The price of mailing a first-class letter will jump to 49¢ — a 3¢ increase — and postcards will rise 1¢ to 34¢ under an emergency rate increase that goes into effect Jan. 26.
The 3¢ increase in the first-class stamp rate is the largest jump since June 20, 2002, when rates climbed to 37¢ from 34¢.
When the emergency increase request was filed in September, postal governors described it as “a last resort” after Congress failed to enact legislation that would have given the deficit-ridden agency financial relief.
The Postal Regulatory Commission endorsed the six percent increase by a two-to-one vote on Christmas Eve, Dec. 24, but it declared the emergency portion of the increase will be a temporary “surcharge” that could evaporate in two years.
The decision, likely to spur massive sales of forever stamps at the current 46¢ rate, was welcomed by the cash-hungry United States Postal Service, but USPS officials were appalled that the exigent rate increase would not be permanent.
The commission declared it should last less than two years — long enough for the USPS to make $2.8 billion in added profit.
That would cover the loss of 25.3 billion pieces of mail that the USPS suffered between 2008 and 2011 “as a result of the Great Recession,” the commission ruled.
“The Postal Service is disappointed in the Postal Regulatory Commission’s split decision to limit the duration of a modest exigent rate increase,” the USPS said in a statement. “We are reviewing the decision in an attempt to determine the basis for the Commission’s decision,” it said, hinting at a possible court appeal of that portion of the decision.
Tony Conway, executive director of the Alliance of Nonprofit Mailers, said the surcharge would increase prices an average 0.9¢ per piece for standard (advertising) mail and 1.1¢ per piece for periodicals.

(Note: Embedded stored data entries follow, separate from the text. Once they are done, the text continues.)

//! Filesystem roots the client exposes to servers.

use serde::{Deserialize, Serialize};

/// A root directory or file the server may operate on.
#[derive(Debug, Clone, PartialEq, Eq, Serialize, Deserialize)]
pub struct Root {
    /// Root URI; must use the `file://` scheme
    pub uri: String,
    /// Human-readable name
    #[serde(skip_serializing_if = "Option::is_none")]
    pub name: Option<String>,
}

/// Result of `roots/list` (client answers the server here).
#[derive(Debug, Clone, PartialEq, Eq, Serialize, Deserialize)]
pub struct ListRootsResult {
    /// The configured roots
    pub roots: Vec<Root>,
}
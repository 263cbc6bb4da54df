//! The `manifest.json` model.

use std::collections::HashMap;
use std::path::Path;

use serde::{Deserialize, Serialize};
use serde_json::Value;

use crate::error::{DxtError, DxtResult};

/// File name of the manifest inside an extracted extension.
pub const MANIFEST_FILE: &str = "manifest.json";

/// A desktop extension manifest.
#[derive(Debug, Clone, PartialEq, Serialize, Deserialize)]
pub struct DxtManifest {
    /// Manifest format version
    pub dxt_version: String,
    /// Extension name
    pub name: String,
    /// Extension version
    pub version: String,
    /// How to run the bundled server
    pub server: DxtServer,
    /// User-configurable values the host collects before launch
    #[serde(default, skip_serializing_if = "HashMap::is_empty")]
    pub user_config: HashMap<String, UserConfigSpec>,
    /// Host requirements
    #[serde(default, skip_serializing_if = "Option::is_none")]
    pub compatibility: Option<Compatibility>,
}

/// Server block of a manifest.
#[derive(Debug, Clone, PartialEq, Serialize, Deserialize)]
pub struct DxtServer {
    /// Kind of server bundled
    #[serde(rename = "type")]
    pub server_type: DxtServerType,
    /// Path of the server's entry file, relative to the extension root
    pub entry_point: String,
    /// Launch configuration
    pub mcp_config: McpConfig,
}

/// Kind of bundled server.
#[derive(Debug, Clone, Copy, PartialEq, Eq, Serialize, Deserialize)]
#[serde(rename_all = "lowercase")]
pub enum DxtServerType {
    /// Python script; needs a `python` runtime
    Python,
    /// Node script; needs a `node` runtime
    Node,
    /// Native executable; must carry the executable bit
    Binary,
}

/// Launch configuration, before substitution.
#[derive(Debug, Clone, PartialEq, Serialize, Deserialize)]
pub struct McpConfig {
    /// Command to execute
    pub command: String,
    /// Arguments, possibly containing `${…}` placeholders
    #[serde(default, skip_serializing_if = "Vec::is_empty")]
    pub args: Vec<String>,
    /// Environment, possibly containing `${…}` placeholders
    #[serde(default, skip_serializing_if = "HashMap::is_empty")]
    pub env: HashMap<String, String>,
    /// Working directory
    #[serde(default, skip_serializing_if = "Option::is_none")]
    pub working_directory: Option<String>,
}

/// Declaration of one user-configurable value.
#[derive(Debug, Clone, PartialEq, Serialize, Deserialize)]
pub struct UserConfigSpec {
    /// Value type
    #[serde(rename = "type")]
    pub config_type: UserConfigType,
    /// Display title
    #[serde(default, skip_serializing_if = "Option::is_none")]
    pub title: Option<String>,
    /// Description shown to the user
    #[serde(default, skip_serializing_if = "Option::is_none")]
    pub description: Option<String>,
    /// Whether the host must collect a value
    #[serde(default)]
    pub required: bool,
    /// Whether the value must be stored as a keychain reference
    #[serde(default)]
    pub sensitive: bool,
    /// Whether multiple values are allowed (string arrays)
    #[serde(default)]
    pub multiple: bool,
    /// Lower bound for number values
    #[serde(default, skip_serializing_if = "Option::is_none")]
    pub min: Option<f64>,
    /// Upper bound for number values
    #[serde(default, skip_serializing_if = "Option::is_none")]
    pub max: Option<f64>,
    /// Default value
    #[serde(default, skip_serializing_if = "Option::is_none")]
    pub default: Option<Value>,
}

/// Type of a user-configurable value.
#[derive(Debug, Clone, Copy, PartialEq, Eq, Serialize, Deserialize)]
#[serde(rename_all = "lowercase")]
pub enum UserConfigType {
    /// Free-form string
    String,
    /// Number, optionally range-bounded
    Number,
    /// Boolean flag
    Boolean,
    /// Path that must name an existing directory
    Directory,
    /// Path that must name an existing file
    File,
}

impl UserConfigType {
    /// Whether values of this type are filesystem paths.
    pub fn is_path(self) -> bool {
        matches!(self, Self::Directory | Self::File)
    }
}

/// Host requirements of an extension.
#[derive(Debug, Clone, Default, PartialEq, Serialize, Deserialize)]
pub struct Compatibility {
    /// Supported platforms (`darwin`, `linux`, `win32`); empty means all
    #[serde(default, skip_serializing_if = "Option::is_none")]
    pub platforms: Option<Vec<String>>,
    /// Required runtime version ranges, keyed by runtime name
    #[serde(default, skip_serializing_if = "Option::is_none")]
    pub runtimes: Option<HashMap<String, String>>,
    /// Host application version range
    #[serde(default, skip_serializing_if = "Option::is_none")]
    pub context: Option<String>,
    /// Extra environment merged into the launch config
    #[serde(default, skip_serializing_if = "Option::is_none")]
    pub env: Option<HashMap<String, String>>,
    /// Per-platform overrides of command/args/env
    #[serde(default, skip_serializing_if = "Option::is_none")]
    pub platform_overrides: Option<HashMap<String, PlatformOverride>>,
}

/// Launch-config override for one platform.
#[derive(Debug, Clone, Default, PartialEq, Serialize, Deserialize)]
pub struct PlatformOverride {
    /// Replacement command
    #[serde(default, skip_serializing_if = "Option::is_none")]
    pub command: Option<String>,
    /// Replacement arguments
    #[serde(default, skip_serializing_if = "Option::is_none")]
    pub args: Option<Vec<String>>,
    /// Environment merged over the base config's
    #[serde(default, skip_serializing_if = "Option::is_none")]
    pub env: Option<HashMap<String, String>>,
}

/// Read and decode `manifest.json` from an extracted extension directory.
///
/// # Errors
///
/// [`DxtError::ManifestRead`] when the file is missing or unreadable,
/// [`DxtError::ManifestParse`] when it does not decode.
pub fn load_manifest(dxt_root: &Path) -> DxtResult<DxtManifest> {
    let path = dxt_root.join(MANIFEST_FILE);
    let raw = std::fs::read_to_string(&path)
        .map_err(|e| DxtError::ManifestRead(format!("{}: {e}", path.display())))?;
    serde_json::from_str(&raw).map_err(|e| DxtError::ManifestParse(e.to_string()))
}
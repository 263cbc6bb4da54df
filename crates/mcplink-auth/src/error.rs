//! OAuth error types.

use thiserror::Error;

use crate::types::OAuthErrorResponse;

/// A specialized `Result` type for OAuth operations.
pub type OAuthResult<T> = std::result::Result<T, OAuthError>;

/// Errors produced by the OAuth client.
#[derive(Error, Debug, Clone)]
#[non_exhaustive]
pub enum OAuthError {
    /// A URL could not be parsed or manipulated.
    #[error("Invalid URL: {0}")]
    InvalidUrl(String),

    /// Metadata discovery failed.
    #[error("Discovery failed: {0}")]
    Discovery(String),

    /// The server advertises PKCE methods but not S256.
    #[error("Authorization server does not support the S256 code challenge method")]
    PkceUnsupported,

    /// The `state` parameter returned by the callback did not match.
    #[error("State parameter mismatch")]
    StateMismatch,

    /// The `state` parameter outlived its validity window.
    #[error("State parameter expired")]
    StateExpired,

    /// The token endpoint rejected the request.
    #[error("Token request failed with HTTP {status}")]
    TokenRequestFailed {
        /// HTTP status code
        status: u16,
        /// Decoded OAuth error body, when the server sent one
        error: Option<OAuthErrorResponse>,
    },

    /// The registration endpoint rejected the request.
    #[error("Client registration failed with HTTP {status}")]
    RegistrationFailed {
        /// HTTP status code
        status: u16,
        /// Decoded OAuth error body, when the server sent one
        error: Option<OAuthErrorResponse>,
    },

    /// The server published no registration endpoint.
    #[error("Authorization server has no registration endpoint")]
    NoRegistrationEndpoint,

    /// A network-level failure.
    #[error("HTTP request failed: {0}")]
    Http(String),

    /// A body could not be decoded.
    #[error("Failed to decode response: {0}")]
    Decode(String),
}

impl From<reqwest::Error> for OAuthError {
    fn from(err: reqwest::Error) -> Self {
        Self::Http(err.to_string())
    }
}

impl From<serde_json::Error> for OAuthError {
    fn from(err: serde_json::Error) -> Self {
        Self::Decode(err.to_string())
    }
}
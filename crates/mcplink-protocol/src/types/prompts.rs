//! Prompt listing and retrieval types.

use serde::{Deserialize, Serialize};
use std::collections::HashMap;

use super::content::{Content, Role};
use super::core::Cursor;

/// A prompt template the server exposes.
#[derive(Debug, Clone, PartialEq, Serialize, Deserialize)]
pub struct Prompt {
    /// Prompt name, unique per server
    pub name: String,
    /// Description
    #[serde(skip_serializing_if = "Option::is_none")]
    pub description: Option<String>,
    /// Arguments the template accepts
    #[serde(skip_serializing_if = "Option::is_none")]
    pub arguments: Option<Vec<PromptArgument>>,
}

/// One argument of a prompt template.
#[derive(Debug, Clone, PartialEq, Eq, Serialize, Deserialize)]
pub struct PromptArgument {
    /// Argument name
    pub name: String,
    /// Description
    #[serde(skip_serializing_if = "Option::is_none")]
    pub description: Option<String>,
    /// Whether the argument must be supplied
    #[serde(skip_serializing_if = "Option::is_none")]
    pub required: Option<bool>,
}

/// Result of `prompts/list`.
#[derive(Debug, Clone, PartialEq, Serialize, Deserialize)]
#[serde(rename_all = "camelCase")]
pub struct ListPromptsResult {
    /// One page of prompts
    pub prompts: Vec<Prompt>,
    /// Cursor for the next page, if any
    #[serde(skip_serializing_if = "Option::is_none")]
    pub next_cursor: Option<Cursor>,
}

/// Parameters of `prompts/get`.
#[derive(Debug, Clone, PartialEq, Serialize, Deserialize)]
pub struct GetPromptParams {
    /// Prompt to expand
    pub name: String,
    /// Template arguments
    #[serde(skip_serializing_if = "Option::is_none")]
    pub arguments: Option<HashMap<String, String>>,
}

/// Result of `prompts/get`.
#[derive(Debug, Clone, PartialEq, Serialize, Deserialize)]
pub struct GetPromptResult {
    /// Description of the expanded prompt
    #[serde(skip_serializing_if = "Option::is_none")]
    pub description: Option<String>,
    /// The expanded messages
    pub messages: Vec<PromptMessage>,
}

/// One message of an expanded prompt.
#[derive(Debug, Clone, PartialEq, Serialize, Deserialize)]
pub struct PromptMessage {
    /// Author role
    pub role: Role,
    /// Message content
    pub content: Content,
}

#[cfg(test)]
mod tests {
    use super::*;
    use pretty_assertions::assert_eq;
    use serde_json::json;

    #[test]
    fn get_prompt_result_round_trips() {
        let v = json!({
            "description": "greeting",
            "messages": [
                {"role": "user", "content": {"type": "text", "text": "hello"}}
            ]
        });
        let r: GetPromptResult = serde_json::from_value(v.clone()).unwrap();
        assert_eq!(r.messages.len(), 1);
        assert_eq!(serde_json::to_value(&r).unwrap(), v);
    }
}
/// Inspect response headers for session id and keep-alive hints.
fn absorb_response_headers(inner: &Inner, response: &Response) -> TransportResult<()> {
    if let Some(value) = response.headers().get(SESSION_ID_HEADER) {
        let id = value
            .to_str()
            .map_err(|_| TransportError::InvalidSessionId("non-ASCII session id".to_string()))?;
        validate_session_id(id)?;
        inner
            .session
            .lock()
            .expect("session mutex poisoned")
            .session_id = Some(id.to_string());
        trace!(session_id = id, "captured session id");
    }

    let keep_alive = response
        .headers()
        .get(reqwest::header::CONNECTION)
        .and_then(|v| v.to_str().ok())
        .is_some_and(|v| v.eq_ignore_ascii_case("keep-alive"));
    if keep_alive {
        if let Some(interval) = response
            .headers()
            .get("Keep-Alive")
            .and_then(|v| v.to_str().ok())
            .and_then(ping_interval_from_keep_alive)
        {
            inner
                .session
                .lock()
                .expect("session mutex poisoned")
                .ping_interval = Some(interval);
        }
    }

    Ok(())
}

/// Translate a 401 into the authentication-required error, deriving the
/// resource-metadata URL from `WWW-Authenticate` when present.
fn auth_required_error(inner: &Inner, response: &Response) -> TransportError {
    let www_authenticate = response
        .headers()
        .get(reqwest::header::WWW_AUTHENTICATE)
        .and_then(|v| v.to_str().ok())
        .map(str::to_string);

    let resource_metadata_url = www_authenticate
        .as_deref()
        .and_then(extract_resource_metadata_url)
        .unwrap_or_else(|| {
            let url = &inner.server_url;
            let host = url.host_str().unwrap_or("localhost");
            match url.port() {
                Some(port) => format!(
                    "{}://{host}:{port}/.well-known/mcp-resource",
                    url.scheme()
                ),
                None => format!("{}://{host}/.well-known/mcp-resource", url.scheme()),
            }
        });

    TransportError::AuthenticationRequired {
        resource_metadata_url,
        www_authenticate,
    }
}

First-class letters were scheduled to increase 1¢ to 47¢ as part of an annual inflation-driven rise previously approved by the commission Nov. 21.
Citing its dwindling first-class mail volumes and the impact of the recent recession, the Postal Service had added an emergency rate increase request that would add a 4.3 percent increase and $1.8 billion to its bottom line.
When it first sought emergency relief in 2010, the commission rejected the request. It said Postal Service officials had failed to “quantify” losses that could be attributed to the recession. This time there was a better, but not perfect, analysis of the severe losses that the Postal Service has suffered, the commission said. It said those revenue losses are approaching $40 billion.
Postal Service officials had argued that the emergency rates should be made permanent, but the commission disagreed.
“The Postal Service asserts that because its present and forecasted liquidity position is dangerously low, the proposed exigent rate adjustments are necessary for it to continue to provide adequate postal services,” the commission decision noted. “However, the Postal Service states that even if the request is approved it will continue to incur large net losses each year.”
The service indicated it believed the surcharge could offer it sufficient liquidity to last into 2017.
It also told the commission that “if the adjustments are approved, it does not expect to rescind the exigent rate adjustments ‘until such time as Congress enacts comprehensive reform legislation.’”
In 2013, Congress showed little inclination to enact postal legislation that would have eased the agency financial crisis.
The emergency increase, ironically, may lessen the lawmakers’ desire to tackle what many say is an extremely unpopular issue: cutting postal services more deeply.
The next move in the postal financial drama will be up to the U.S. Postal Service board of governors. They will have to vote on whether to accept the commission’s decision and whether to appeal part of it.
They will also have to move quickly if the agency wants to immediately implement the new, higher rates on Jan. 26, as it is now empowered to do.
A dissenting vote on the commission came from Robert Taub, who said he feared that the commission had failed to reasonably measure both the mail volume lost from the recession and “the continuing financial harm” the USPS is suffering from that loss.
Commissioner Mark Acton joined with PRC Chair Ruth Goldway to give the emergency request a majority. But Acton warned that “financial uncertainty will continue its reign [over USPS] into the foreseeable future.”
A magazine group was highly critical of the decision.
Mary G. Berner, president of the Association of Magazine Media, called the ruling “counterproductive” and said “it does nothing to fix USPS’s systemic problems.”
“Making this increase a “surcharge” is a small comfort to our members, who will have to start paying in late January,” she said.